• _Extracted information_

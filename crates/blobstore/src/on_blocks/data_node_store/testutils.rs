use futures::future::{self, BoxFuture};
use futures::join;

use super::{DataInnerNode, DataLeafNode, DataNode, DataNodeStore, NodeLayout};
use blocktree_blockstore::{BlockId, InMemoryBlockStore, LockingBlockStore};
use blocktree_utils::data::Data;
pub use blocktree_utils::testutils::data_fixture;

pub const PHYSICAL_BLOCK_SIZE_BYTES: u32 = 1024;

pub async fn new_full_leaf_node(
    nodestore: &DataNodeStore<InMemoryBlockStore>,
) -> DataLeafNode<InMemoryBlockStore> {
    nodestore
        .create_new_leaf_node(&full_leaf_data(1))
        .await
        .unwrap()
}

pub async fn new_empty_leaf_node(
    nodestore: &DataNodeStore<InMemoryBlockStore>,
) -> DataLeafNode<InMemoryBlockStore> {
    nodestore.create_new_leaf_node(&[]).await.unwrap()
}

/// Inner node of depth 1 with a full and a half full leaf.
pub async fn new_inner_node(
    nodestore: &DataNodeStore<InMemoryBlockStore>,
) -> DataInnerNode<InMemoryBlockStore> {
    let leaf1_data = full_leaf_data(1);
    let leaf2_data = half_full_leaf_data(2);
    let (leaf1, leaf2) = join!(
        nodestore.create_new_leaf_node(&leaf1_data),
        nodestore.create_new_leaf_node(&leaf2_data),
    );
    nodestore
        .create_new_inner_node(1, &[*leaf1.unwrap().block_id(), *leaf2.unwrap().block_id()])
        .await
        .unwrap()
}

/// Inner node of depth 1 with as many full leaves as fit.
pub async fn new_full_inner_node(
    nodestore: &DataNodeStore<InMemoryBlockStore>,
) -> DataInnerNode<InMemoryBlockStore> {
    let leaves = new_full_leaves(nodestore, nodestore.layout().max_children_per_inner_node()).await;
    nodestore.create_new_inner_node(1, &leaves).await.unwrap()
}

pub async fn new_full_leaves(
    nodestore: &DataNodeStore<InMemoryBlockStore>,
    num: u32,
) -> Vec<BlockId> {
    let leaf_data = data_fixture(nodestore.layout().max_bytes_per_leaf() as usize, 1);
    future::join_all(
        (0..num)
            .map(|_| nodestore.create_new_leaf_node(&leaf_data))
            .collect::<Vec<_>>(),
    )
    .await
    .into_iter()
    .map(|n| *n.unwrap().block_id())
    .collect::<Vec<_>>()
}

pub async fn new_inner_nodes(
    nodestore: &DataNodeStore<InMemoryBlockStore>,
    num: u32,
) -> Vec<BlockId> {
    future::join_all(
        (0..num)
            .map(|_| new_inner_node(nodestore))
            .collect::<Vec<_>>(),
    )
    .await
    .into_iter()
    .map(|n| *n.block_id())
    .collect::<Vec<_>>()
}

pub async fn load_node(
    nodestore: &DataNodeStore<InMemoryBlockStore>,
    block_id: BlockId,
) -> DataNode<InMemoryBlockStore> {
    nodestore.load(block_id).await.unwrap()
}

pub async fn load_inner_node(
    nodestore: &DataNodeStore<InMemoryBlockStore>,
    block_id: BlockId,
) -> DataInnerNode<InMemoryBlockStore> {
    let DataNode::Inner(inner) = nodestore.load(block_id).await.unwrap() else {
        panic!("Expected to load an inner node but got a leaf node instead");
    };
    inner
}

pub async fn load_leaf_node(
    nodestore: &DataNodeStore<InMemoryBlockStore>,
    block_id: BlockId,
) -> DataLeafNode<InMemoryBlockStore> {
    let DataNode::Leaf(leaf) = nodestore.load(block_id).await.unwrap() else {
        panic!("Expected to load a leaf node but got an inner node instead");
    };
    leaf
}

pub async fn with_nodestore(
    f: impl FnOnce(&DataNodeStore<InMemoryBlockStore>) -> BoxFuture<'_, ()>,
) {
    with_nodestore_with_blocksize(PHYSICAL_BLOCK_SIZE_BYTES, f).await
}

pub async fn with_nodestore_with_blocksize(
    blocksize_bytes: u32,
    f: impl FnOnce(&DataNodeStore<InMemoryBlockStore>) -> BoxFuture<'_, ()>,
) {
    let mut nodestore = DataNodeStore::new(
        LockingBlockStore::new(InMemoryBlockStore::new()),
        blocksize_bytes,
    )
    .await
    .unwrap();
    f(&nodestore).await;
    nodestore.async_drop().await.unwrap();
}

pub fn half_full_leaf_data(seed: u64) -> Data {
    let len = NodeLayout {
        block_size_bytes: PHYSICAL_BLOCK_SIZE_BYTES,
    }
    .max_bytes_per_leaf() as usize
        / 2;
    data_fixture(len, seed)
}

pub fn full_leaf_data(seed: u64) -> Data {
    let len = NodeLayout {
        block_size_bytes: PHYSICAL_BLOCK_SIZE_BYTES,
    }
    .max_bytes_per_leaf() as usize;
    data_fixture(len, seed)
}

• _Exercise instructions_
Answer with one number only: how many lines in the data contain the word "instead"?

• _Solution_
2